[Stored records]
▼

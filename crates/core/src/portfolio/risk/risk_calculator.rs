//! Concentration and heuristic risk figures.

use std::collections::{BTreeMap, HashMap};

use chrono::Utc;
use rust_decimal::{Decimal, MathematicalOps};
use rust_decimal_macros::dec;

use super::risk_model::{PositionWeight, RiskAssessment, RiskLevel, SectorExposure};
use crate::assets::Asset;
use crate::config::{RiskModelConfig, SymbolTables};
use crate::constants::UNKNOWN_SECTOR;
use crate::ledger::Holding;
use crate::utils::decimal_utils::{percentage_of, ratio_of};

/// HHI above which a portfolio counts as highly concentrated.
pub const HIGH_CONCENTRATION_HHI: Decimal = dec!(0.25);
/// HHI above which a portfolio counts as moderately concentrated.
pub const MEDIUM_CONCENTRATION_HHI: Decimal = dec!(0.15);

const LARGE_POSITION_PERCENT: Decimal = dec!(25);
const HIGH_BETA: Decimal = dec!(1.2);
const MIN_DIVERSIFIED_HOLDINGS: usize = 5;

fn sector_of<'a>(holding: &Holding, assets: &'a HashMap<String, Asset>) -> &'a str {
    assets
        .get(&holding.symbol)
        .map(|a| a.sector.as_str())
        .unwrap_or(UNKNOWN_SECTOR)
}

/// Cost-basis value per sector, largest first.
pub fn sector_exposure(
    holdings: &[Holding],
    assets: &HashMap<String, Asset>,
) -> Vec<SectorExposure> {
    let mut by_sector: BTreeMap<&str, (Decimal, usize)> = BTreeMap::new();
    for holding in holdings {
        let entry = by_sector.entry(sector_of(holding, assets)).or_default();
        entry.0 += holding.cost_basis();
        entry.1 += 1;
    }

    let total: Decimal = by_sector.values().map(|(v, _)| *v).sum();
    let mut exposure: Vec<SectorExposure> = by_sector
        .into_iter()
        .map(|(sector, (value, holding_count))| SectorExposure {
            sector: sector.to_string(),
            value,
            percentage: percentage_of(value, total),
            holding_count,
        })
        .collect();
    // Stable sort keeps sector names ascending among equal values.
    exposure.sort_by(|a, b| b.value.cmp(&a.value));
    exposure
}

/// Herfindahl-Hirschman index over sector weights: 1.0 for one sector, towards 0 as it spreads.
pub fn herfindahl_index(exposure: &[SectorExposure]) -> Decimal {
    let total: Decimal = exposure.iter().map(|e| e.value).sum();
    exposure
        .iter()
        .map(|e| {
            let weight = ratio_of(e.value, total);
            weight * weight
        })
        .sum::<Decimal>()
        .round_dp(4)
}

pub fn concentration_level(hhi: Decimal) -> RiskLevel {
    if hhi > HIGH_CONCENTRATION_HHI {
        RiskLevel::High
    } else if hhi > MEDIUM_CONCENTRATION_HHI {
        RiskLevel::Medium
    } else {
        RiskLevel::Low
    }
}

/// Cost-weighted average of a per-symbol figure.
fn cost_weighted<F>(holdings: &[Holding], total: Decimal, figure: F) -> Decimal
where
    F: Fn(&str) -> Decimal,
{
    holdings
        .iter()
        .map(|h| ratio_of(h.cost_basis(), total) * figure(&h.symbol))
        .sum()
}

pub fn portfolio_beta(holdings: &[Holding], tables: &SymbolTables) -> Decimal {
    let total: Decimal = holdings.iter().map(Holding::cost_basis).sum();
    if total.is_zero() {
        return Decimal::ZERO;
    }
    cost_weighted(holdings, total, |s| tables.beta(s)).round_dp(4)
}

pub fn expected_return(holdings: &[Holding], tables: &SymbolTables) -> Decimal {
    let total: Decimal = holdings.iter().map(Holding::cost_basis).sum();
    if total.is_zero() {
        return Decimal::ZERO;
    }
    cost_weighted(holdings, total, |s| tables.outlook(s).expected_return).round_dp(4)
}

pub fn expected_volatility(beta: Decimal, hhi: Decimal, config: &RiskModelConfig) -> Decimal {
    (config.base_volatility * beta + config.concentration_weight * hhi).round_dp(4)
}

pub fn sharpe_ratio(
    expected_return: Decimal,
    volatility: Decimal,
    config: &RiskModelConfig,
) -> Decimal {
    if volatility.is_zero() {
        return Decimal::ZERO;
    }
    ((expected_return - config.risk_free_rate) / volatility).round_dp(4)
}

pub fn max_drawdown_estimate(volatility: Decimal, config: &RiskModelConfig) -> Decimal {
    (volatility * config.drawdown_multiplier * Decimal::ONE_HUNDRED)
        .min(Decimal::ONE_HUNDRED)
        .round_dp(2)
}

/// One-day parametric VaR scaled down from annual volatility.
pub fn value_at_risk_95(
    total_value: Decimal,
    volatility: Decimal,
    config: &RiskModelConfig,
) -> Decimal {
    match Decimal::from(config.trading_days).sqrt() {
        Some(root) if !root.is_zero() => {
            (total_value * volatility * config.var_z_score / root).round_dp(2)
        }
        _ => Decimal::ZERO,
    }
}

fn largest_position(holdings: &[Holding], total: Decimal) -> Option<PositionWeight> {
    holdings
        .iter()
        .fold(None::<&Holding>, |best, h| match best {
            Some(b) if b.cost_basis() >= h.cost_basis() => Some(b),
            _ => Some(h),
        })
        .map(|h| PositionWeight {
            symbol: h.symbol.clone(),
            value: h.cost_basis(),
            percentage: percentage_of(h.cost_basis(), total),
        })
}

fn recommendations(assessment: &RiskAssessment) -> Vec<String> {
    if assessment.holding_count == 0 {
        return vec!["Portfolio is empty; add positions to assess risk".to_string()];
    }

    let mut notes = Vec::new();
    if assessment.concentration_level == RiskLevel::High {
        if let Some(top) = assessment.sector_exposure.first() {
            notes.push(format!(
                "Portfolio is highly concentrated in {} ({}%); \
                 consider diversifying across sectors",
                top.sector, top.percentage
            ));
        }
    } else if assessment.concentration_level == RiskLevel::Medium {
        notes.push("Sector concentration is moderate; watch for further overweighting".to_string());
    }
    if let Some(largest) = &assessment.largest_position {
        if largest.percentage > LARGE_POSITION_PERCENT && assessment.holding_count > 1 {
            notes.push(format!(
                "{} is {}% of the portfolio; consider trimming the position",
                largest.symbol, largest.percentage
            ));
        }
    }
    if assessment.holding_count < MIN_DIVERSIFIED_HOLDINGS {
        notes.push(format!(
            "Only {} holding(s); fewer than {} positions leaves the portfolio \
             exposed to single-name risk",
            assessment.holding_count, MIN_DIVERSIFIED_HOLDINGS
        ));
    }
    if assessment.portfolio_beta > HIGH_BETA {
        notes.push(format!(
            "Portfolio beta of {} implies above-market swings",
            assessment.portfolio_beta
        ));
    }
    notes
}

/// Full risk profile of a set of holdings.
pub fn assess(
    user_id: &str,
    holdings: &[Holding],
    assets: &HashMap<String, Asset>,
    config: &RiskModelConfig,
    tables: &SymbolTables,
) -> RiskAssessment {
    let total_value: Decimal = holdings.iter().map(Holding::cost_basis).sum();
    let sector_exposure = sector_exposure(holdings, assets);
    let hhi = herfindahl_index(&sector_exposure);

    let (beta, volatility, expected) = if total_value.is_zero() {
        (Decimal::ZERO, Decimal::ZERO, Decimal::ZERO)
    } else {
        let beta = portfolio_beta(holdings, tables);
        (beta, expected_volatility(beta, hhi, config), expected_return(holdings, tables))
    };

    let mut assessment = RiskAssessment {
        user_id: user_id.to_string(),
        total_value,
        holding_count: holdings.len(),
        sector_exposure,
        herfindahl_index: hhi,
        concentration_level: concentration_level(hhi),
        diversification_score: if holdings.is_empty() {
            Decimal::ZERO
        } else {
            ((Decimal::ONE - hhi) * Decimal::ONE_HUNDRED).round_dp(2)
        },
        portfolio_beta: beta,
        expected_volatility: volatility,
        expected_return: expected,
        sharpe_ratio: sharpe_ratio(expected, volatility, config),
        max_drawdown_estimate: max_drawdown_estimate(volatility, config),
        value_at_risk_95: value_at_risk_95(total_value, volatility, config),
        largest_position: largest_position(holdings, total_value),
        recommendations: Vec::new(),
        as_of: Utc::now(),
    };
    assessment.recommendations = recommendations(&assessment);
    assessment
}
//! In-memory quote provider.
//!
//! Serves quotes and profiles from a local table. Used for offline runs,
//! fixtures loaded from JSON, and tests that need to steer provider behavior
//! (failures, latency).

use std::collections::{HashMap, HashSet};
use std::sync::atomic::{AtomicUsize, Ordering};
use std::sync::{PoisonError, RwLock};
use std::time::Duration;

use async_trait::async_trait;
use chrono::Utc;
use log::debug;
use rust_decimal::Decimal;
use serde::Deserialize;

use super::traits::QuoteProvider;
use crate::errors::MarketDataError;
use crate::models::{CompanyProfile, Quote};

const PROVIDER_ID: &str = "STATIC";

#[derive(Default)]
struct Tables {
    quotes: HashMap<String, Quote>,
    profiles: HashMap<String, CompanyProfile>,
    failing: HashSet<String>,
    latency: Option<Duration>,
}

/// Fixture file layout accepted by [`StaticQuoteProvider::from_json`].
#[derive(Debug, Default, Deserialize)]
#[serde(rename_all = "camelCase", default)]
struct Fixture {
    quotes: Vec<Quote>,
    profiles: Vec<CompanyProfile>,
}

/// Quote provider backed by an in-memory table.
#[derive(Default)]
pub struct StaticQuoteProvider {
    tables: RwLock<Tables>,
    quote_calls: AtomicUsize,
}

impl StaticQuoteProvider {
    pub fn new() -> Self {
        Self::default()
    }

    /// Loads quotes and profiles from a JSON fixture.
    pub fn from_json(json: &str) -> Result<Self, MarketDataError> {
        let fixture: Fixture =
            serde_json::from_str(json).map_err(|e| MarketDataError::ValidationFailed {
                message: format!("invalid quote fixture: {}", e),
            })?;

        let provider = Self::new();
        for quote in fixture.quotes {
            provider.set_quote(quote);
        }
        for profile in fixture.profiles {
            provider.set_profile(profile);
        }
        Ok(provider)
    }

    /// Sets the price for a symbol, keeping any existing reference close.
    pub fn set_price(&self, symbol: &str, price: Decimal) {
        let key = symbol.to_uppercase();
        let mut tables = self.tables.write().unwrap_or_else(PoisonError::into_inner);
        let previous_close = tables
            .quotes
            .get(&key)
            .map(|q| q.previous_close)
            .unwrap_or(price);
        tables
            .quotes
            .insert(key.clone(), Quote::from_price(key, price, previous_close, Utc::now()));
    }

    pub fn set_quote(&self, quote: Quote) {
        let key = quote.symbol.to_uppercase();
        self.tables
            .write()
            .unwrap_or_else(PoisonError::into_inner)
            .quotes
            .insert(key, quote);
    }

    pub fn set_profile(&self, profile: CompanyProfile) {
        let key = profile.symbol.to_uppercase();
        self.tables
            .write()
            .unwrap_or_else(PoisonError::into_inner)
            .profiles
            .insert(key, profile);
    }

    /// Makes every call for `symbol` fail with a provider error.
    pub fn fail_symbol(&self, symbol: &str) {
        self.tables
            .write()
            .unwrap_or_else(PoisonError::into_inner)
            .failing
            .insert(symbol.to_uppercase());
    }

    pub fn recover_symbol(&self, symbol: &str) {
        self.tables
            .write()
            .unwrap_or_else(PoisonError::into_inner)
            .failing
            .remove(&symbol.to_uppercase());
    }

    /// Delays every response by `latency`.
    pub fn set_latency(&self, latency: Option<Duration>) {
        self.tables
            .write()
            .unwrap_or_else(PoisonError::into_inner)
            .latency = latency;
    }

    /// Number of `get_quote` calls served so far.
    pub fn quote_calls(&self) -> usize {
        self.quote_calls.load(Ordering::SeqCst)
    }

    fn latency(&self) -> Option<Duration> {
        self.tables
            .read()
            .unwrap_or_else(PoisonError::into_inner)
            .latency
    }

    fn check_failing(&self, symbol: &str) -> Result<(), MarketDataError> {
        let tables = self.tables.read().unwrap_or_else(PoisonError::into_inner);
        if tables.failing.contains(symbol) {
            return Err(MarketDataError::ProviderError {
                provider: PROVIDER_ID.to_string(),
                message: format!("configured failure for {}", symbol),
            });
        }
        Ok(())
    }
}

#[async_trait]
impl QuoteProvider for StaticQuoteProvider {
    fn id(&self) -> &'static str {
        PROVIDER_ID
    }

    async fn get_quote(&self, symbol: &str) -> Result<Quote, MarketDataError> {
        self.quote_calls.fetch_add(1, Ordering::SeqCst);
        if let Some(latency) = self.latency() {
            tokio::time::sleep(latency).await;
        }

        let key = symbol.to_uppercase();
        self.check_failing(&key)?;

        let quote = self
            .tables
            .read()
            .unwrap_or_else(PoisonError::into_inner)
            .quotes
            .get(&key)
            .cloned();

        debug!("Static quote lookup for {}: found={}", key, quote.is_some());
        quote.ok_or(MarketDataError::SymbolNotFound(key))
    }

    async fn get_profile(&self, symbol: &str) -> Result<CompanyProfile, MarketDataError> {
        if let Some(latency) = self.latency() {
            tokio::time::sleep(latency).await;
        }

        let key = symbol.to_uppercase();
        self.check_failing(&key)?;

        self.tables
            .read()
            .unwrap_or_else(PoisonError::into_inner)
            .profiles
            .get(&key)
            .cloned()
            .ok_or(MarketDataError::SymbolNotFound(key))
    }
}
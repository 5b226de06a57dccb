//! Allocation models for portfolio breakdown by category.

use chrono::{DateTime, Utc};
use rust_decimal::Decimal;
use serde::{Deserialize, Serialize};

/// Share of the portfolio held in one category (asset type or sector).
#[derive(Debug, Clone, PartialEq, Serialize, Deserialize)]
#[serde(rename_all = "camelCase")]
pub struct AllocationSlice {
    pub category: String,
    /// Total cost-basis value in the category
    pub value: Decimal,
    /// Percentage of total portfolio (0-100)
    pub percentage: Decimal,
    pub holding_count: usize,
}

#[derive(Debug, Clone, PartialEq, Serialize, Deserialize)]
#[serde(rename_all = "camelCase")]
pub struct TopHolding {
    pub symbol: String,
    pub name: String,
    pub value: Decimal,
    pub percentage: Decimal,
}

/// Complete allocation view. Slices are sorted by value descending.
#[derive(Debug, Clone, PartialEq, Serialize, Deserialize)]
#[serde(rename_all = "camelCase")]
pub struct AllocationBreakdown {
    pub user_id: String,
    pub total_value: Decimal,
    pub by_asset_type: Vec<AllocationSlice>,
    pub by_sector: Vec<AllocationSlice>,
    pub top_holdings: Vec<TopHolding>,
    pub as_of: DateTime<Utc>,
}
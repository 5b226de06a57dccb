pub mod decimal_utils;
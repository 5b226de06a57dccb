//! Average-cost position arithmetic.
//!
//! Shared by the ledger (which persists the result) and the what-if
//! simulator (which only reports it). Buys re-average the cost; sells reduce
//! quantity and never touch the average.

use rust_decimal::Decimal;

use super::ledger_model::TradeType;
use crate::errors::LedgerError;

#[derive(Debug, Clone, Copy, PartialEq, Eq)]
pub struct Position {
    pub quantity: Decimal,
    pub average_cost: Decimal,
}

impl Position {
    pub fn cost_basis(&self) -> Decimal {
        self.quantity * self.average_cost
    }
}

fn overflow(symbol: &str) -> LedgerError {
    LedgerError::ArithmeticOverflow {
        symbol: symbol.to_string(),
    }
}

/// Quantity-weighted average of the existing position and the new lot.
pub fn apply_buy(
    symbol: &str,
    current: Option<Position>,
    quantity: Decimal,
    price: Decimal,
) -> Result<Position, LedgerError> {
    let Some(current) = current else {
        // The opening lot's cost basis must still be representable.
        quantity.checked_mul(price).ok_or_else(|| overflow(symbol))?;
        return Ok(Position {
            quantity,
            average_cost: price,
        });
    };

    let new_quantity = current
        .quantity
        .checked_add(quantity)
        .ok_or_else(|| overflow(symbol))?;
    let total_cost = current
        .quantity
        .checked_mul(current.average_cost)
        .and_then(|held| quantity.checked_mul(price).and_then(|lot| held.checked_add(lot)))
        .ok_or_else(|| overflow(symbol))?;
    let average_cost = total_cost
        .checked_div(new_quantity)
        .ok_or_else(|| overflow(symbol))?;

    Ok(Position {
        quantity: new_quantity,
        average_cost,
    })
}

/// Reduces the position. Returns `None` when it is fully closed.
pub fn apply_sell(
    symbol: &str,
    current: Option<Position>,
    quantity: Decimal,
) -> Result<Option<Position>, LedgerError> {
    let available = current.map(|p| p.quantity).unwrap_or(Decimal::ZERO);
    if quantity > available {
        return Err(LedgerError::InsufficientPosition {
            symbol: symbol.to_string(),
            requested: quantity,
            available,
        });
    }

    match current {
        Some(position) if quantity < position.quantity => Ok(Some(Position {
            quantity: position.quantity - quantity,
            average_cost: position.average_cost,
        })),
        _ => Ok(None),
    }
}

/// Position after applying one trade to `current`.
pub fn project(
    symbol: &str,
    current: Option<Position>,
    trade_type: TradeType,
    quantity: Decimal,
    price: Decimal,
) -> Result<Option<Position>, LedgerError> {
    match trade_type {
        TradeType::Buy => apply_buy(symbol, current, quantity, price).map(Some),
        TradeType::Sell => apply_sell(symbol, current, quantity),
    }
}
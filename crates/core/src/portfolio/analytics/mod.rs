//! Analytics engine: the read-side entry points over holdings and quotes.

mod analytics_service;
mod analytics_traits;


pub use analytics_service::AnalyticsService;
pub use analytics_traits::AnalyticsServiceTrait;
//! Quote provider trait definition.

use async_trait::async_trait;

use crate::errors::MarketDataError;
use crate::models::{CompanyProfile, Quote};

/// A source of live quotes and company profiles.
///
/// Calls are fallible and may be slow. The engine bounds each call with its
/// own timeout and never expects a provider to retry.
///
/// ```ignore
/// struct FixedPrice(Decimal);
///
/// #[async_trait]
/// impl QuoteProvider for FixedPrice {
///     fn id(&self) -> &'static str {
///         "FIXED"
///     }
///
///     async fn get_quote(&self, symbol: &str) -> Result<Quote, MarketDataError> {
///         Ok(Quote::from_price(symbol, self.0, self.0, Utc::now()))
///     }
/// }
/// ```
#[async_trait]
pub trait QuoteProvider: Send + Sync {
    /// Short provider name for logs and error messages.
    fn id(&self) -> &'static str;

    async fn get_quote(&self, symbol: &str) -> Result<Quote, MarketDataError>;

    /// Name, sector and asset type for `symbol`. Providers without profile
    /// data keep the default, which reports `NotSupported`.
    async fn get_profile(&self, symbol: &str) -> Result<CompanyProfile, MarketDataError> {
        let _ = symbol;
        Err(MarketDataError::NotSupported {
            operation: "profile".to_string(),
            provider: self.id().to_string(),
        })
    }
}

▲

§ **Work instructions**
One stretch of the lines above is wanted, from the line that contains "if assessment.portfolio_beta >" through the line that contains "let sector_exposure = sector_exposure(holdings, assets);". Output it exactly.

§ **Response box**
    if assessment.portfolio_beta > HIGH_BETA {
        notes.push(format!(
            "Portfolio beta of {} implies above-market swings",
            assessment.portfolio_beta
        ));
    }
    notes
}

/// Full risk profile of a set of holdings.
pub fn assess(
    user_id: &str,
    holdings: &[Holding],
    assets: &HashMap<String, Asset>,
    config: &RiskModelConfig,
    tables: &SymbolTables,
) -> RiskAssessment {
    let total_value: Decimal = holdings.iter().map(Holding::cost_basis).sum();
    let sector_exposure = sector_exposure(holdings, assets);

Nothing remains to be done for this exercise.